//! The semantic match capability used by the second matching tier.
//!
//! An oracle receives the still-unmatched source and target field names of
//! one level and proposes name-to-name pairs by meaning. The engine does not
//! care how the pairs are produced: a language model behind
//! [`CompletionOracle`], a static [`SynonymTable`], or nothing at all.

use std::collections::{BTreeMap, BTreeSet};

use crate::error::OracleError;
use crate::score::normalize_name;

/// Source name to target name pairs proposed by an oracle.
pub type OracleMatches = BTreeMap<String, String>;

/// Proposes semantic matches between two lists of field names.
pub trait SemanticOracle {
    /// Short label used in logs and provenance notes.
    fn name(&self) -> &str;

    /// Propose pairs drawn from `source` and `target`. Either list may be empty.
    ///
    /// # Errors
    ///
    /// Returns an [`OracleError`] when the backing service is unavailable or
    /// answers with something that cannot be interpreted.
    fn propose_matches(
        &self,
        source: &[&str],
        target: &[&str],
    ) -> Result<OracleMatches, OracleError>;
}

/// Oracle that never proposes anything.
#[derive(Debug, Clone, Copy, Default)]
pub struct NoSemanticMatches;

impl SemanticOracle for NoSemanticMatches {
    fn name(&self) -> &str {
        "none"
    }

    fn propose_matches(
        &self,
        _source: &[&str],
        _target: &[&str],
    ) -> Result<OracleMatches, OracleError> {
        Ok(OracleMatches::new())
    }
}

/// Static groups of interchangeable field names.
///
/// Names are compared after [`normalize_name`], so `first_name` and
/// `firstName` are always considered the same word. Each source takes the
/// first unclaimed target it shares a group with.
#[derive(Debug, Clone, Default, PartialEq, Eq)]
pub struct SynonymTable {
    groups: Vec<BTreeSet<String>>,
}

impl SynonymTable {
    pub fn new<I, G, S>(groups: I) -> Self
    where
        I: IntoIterator<Item = G>,
        G: IntoIterator<Item = S>,
        S: AsRef<str>,
    {
        groups
            .into_iter()
            .fold(Self::default(), |table, group| table.with_group(group))
    }

    /// Add one group; empty groups are ignored.
    #[must_use]
    pub fn with_group<G, S>(mut self, group: G) -> Self
    where
        G: IntoIterator<Item = S>,
        S: AsRef<str>,
    {
        let group: BTreeSet<String> = group
            .into_iter()
            .map(|name| normalize_name(name.as_ref()))
            .filter(|name| !name.is_empty())
            .collect();
        if !group.is_empty() {
            self.groups.push(group);
        }
        self
    }

    pub fn len(&self) -> usize {
        self.groups.len()
    }

    pub fn is_empty(&self) -> bool {
        self.groups.is_empty()
    }

    pub fn are_synonyms(&self, left: &str, right: &str) -> bool {
        let left = normalize_name(left);
        let right = normalize_name(right);
        if left == right {
            return true;
        }
        self.groups
            .iter()
            .any(|group| group.contains(&left) && group.contains(&right))
    }
}

impl SemanticOracle for SynonymTable {
    fn name(&self) -> &str {
        "synonym-table"
    }

    fn propose_matches(
        &self,
        source: &[&str],
        target: &[&str],
    ) -> Result<OracleMatches, OracleError> {
        let mut claimed = BTreeSet::new();
        let mut matches = OracleMatches::new();
        for source_name in source {
            let found = target
                .iter()
                .find(|target_name| {
                    !claimed.contains(*target_name) && self.are_synonyms(source_name, target_name)
                })
                .copied();
            if let Some(target_name) = found {
                claimed.insert(target_name);
                matches.insert((*source_name).to_string(), target_name.to_string());
            }
        }
        Ok(matches)
    }
}

/// Oracle backed by a text-completion function, typically a language model.
///
/// The function receives the prompt built by [`matching_prompt`] and returns
/// the raw reply, which is read with [`parse_match_lines`].
pub struct CompletionOracle<F> {
    label: String,
    complete: F,
}

impl<F> CompletionOracle<F>
where
    F: Fn(&str) -> Result<String, OracleError>,
{
    pub fn new(label: impl Into<String>, complete: F) -> Self {
        Self {
            label: label.into(),
            complete,
        }
    }
}

impl<F> std::fmt::Debug for CompletionOracle<F> {
    fn fmt(&self, f: &mut std::fmt::Formatter<'_>) -> std::fmt::Result {
        f.debug_struct("CompletionOracle")
            .field("label", &self.label)
            .finish_non_exhaustive()
    }
}

impl<F> SemanticOracle for CompletionOracle<F>
where
    F: Fn(&str) -> Result<String, OracleError>,
{
    fn name(&self) -> &str {
        &self.label
    }

    fn propose_matches(
        &self,
        source: &[&str],
        target: &[&str],
    ) -> Result<OracleMatches, OracleError> {
        if source.is_empty() || target.is_empty() {
            return Ok(OracleMatches::new());
        }
        let reply = (self.complete)(&matching_prompt(source, target))?;
        Ok(parse_match_lines(&reply))
    }
}

/// Prompt asking a language model to pair two field lists by meaning.
pub fn matching_prompt(source: &[&str], target: &[&str]) -> String {
    format!(
        "Analyze these two sets of field names from JSON schemas and suggest the most likely \
         matches based on their semantic meaning. Return only the matching pairs in the format \
         \"source:target\", one pair per line.\n\
         \n\
         Source fields: {}\n\
         Target fields: {}\n\
         \n\
         Consider:\n\
         1. Synonyms (e.g., \"customer\" and \"client\")\n\
         2. Abbreviations (e.g., \"addr\" and \"address\")\n\
         3. Different naming conventions (e.g., \"first_name\" and \"firstName\")\n\
         4. Related concepts (e.g., \"price\" and \"amount\")\n",
        source.join(", "),
        target.join(", "),
    )
}

/// Read `source:target` pairs, one per line.
///
/// A line counts only when it splits on `:` into exactly two non-blank parts;
/// everything else (prose, bullet headers, `a:b:c`) is skipped. A later line
/// for the same source replaces an earlier one.
pub fn parse_match_lines(reply: &str) -> OracleMatches {
    let mut matches = OracleMatches::new();
    for line in reply.lines() {
        let mut parts = line.split(':');
        let (Some(source), Some(target), None) = (parts.next(), parts.next(), parts.next()) else {
            continue;
        };
        let (source, target) = (source.trim(), target.trim());
        if source.is_empty() || target.is_empty() {
            continue;
        }
        matches.insert(source.to_string(), target.to_string());
    }
    matches
}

···

▶ **DIRECTIONS FOR THIS TASK**
Look through the entries above, and wherever a line holds the string "same", copy it.

▶ **ANSWER SPACE**
/// `firstName` are always considered the same word. Each source takes the
/// for the same source replaces an earlier one.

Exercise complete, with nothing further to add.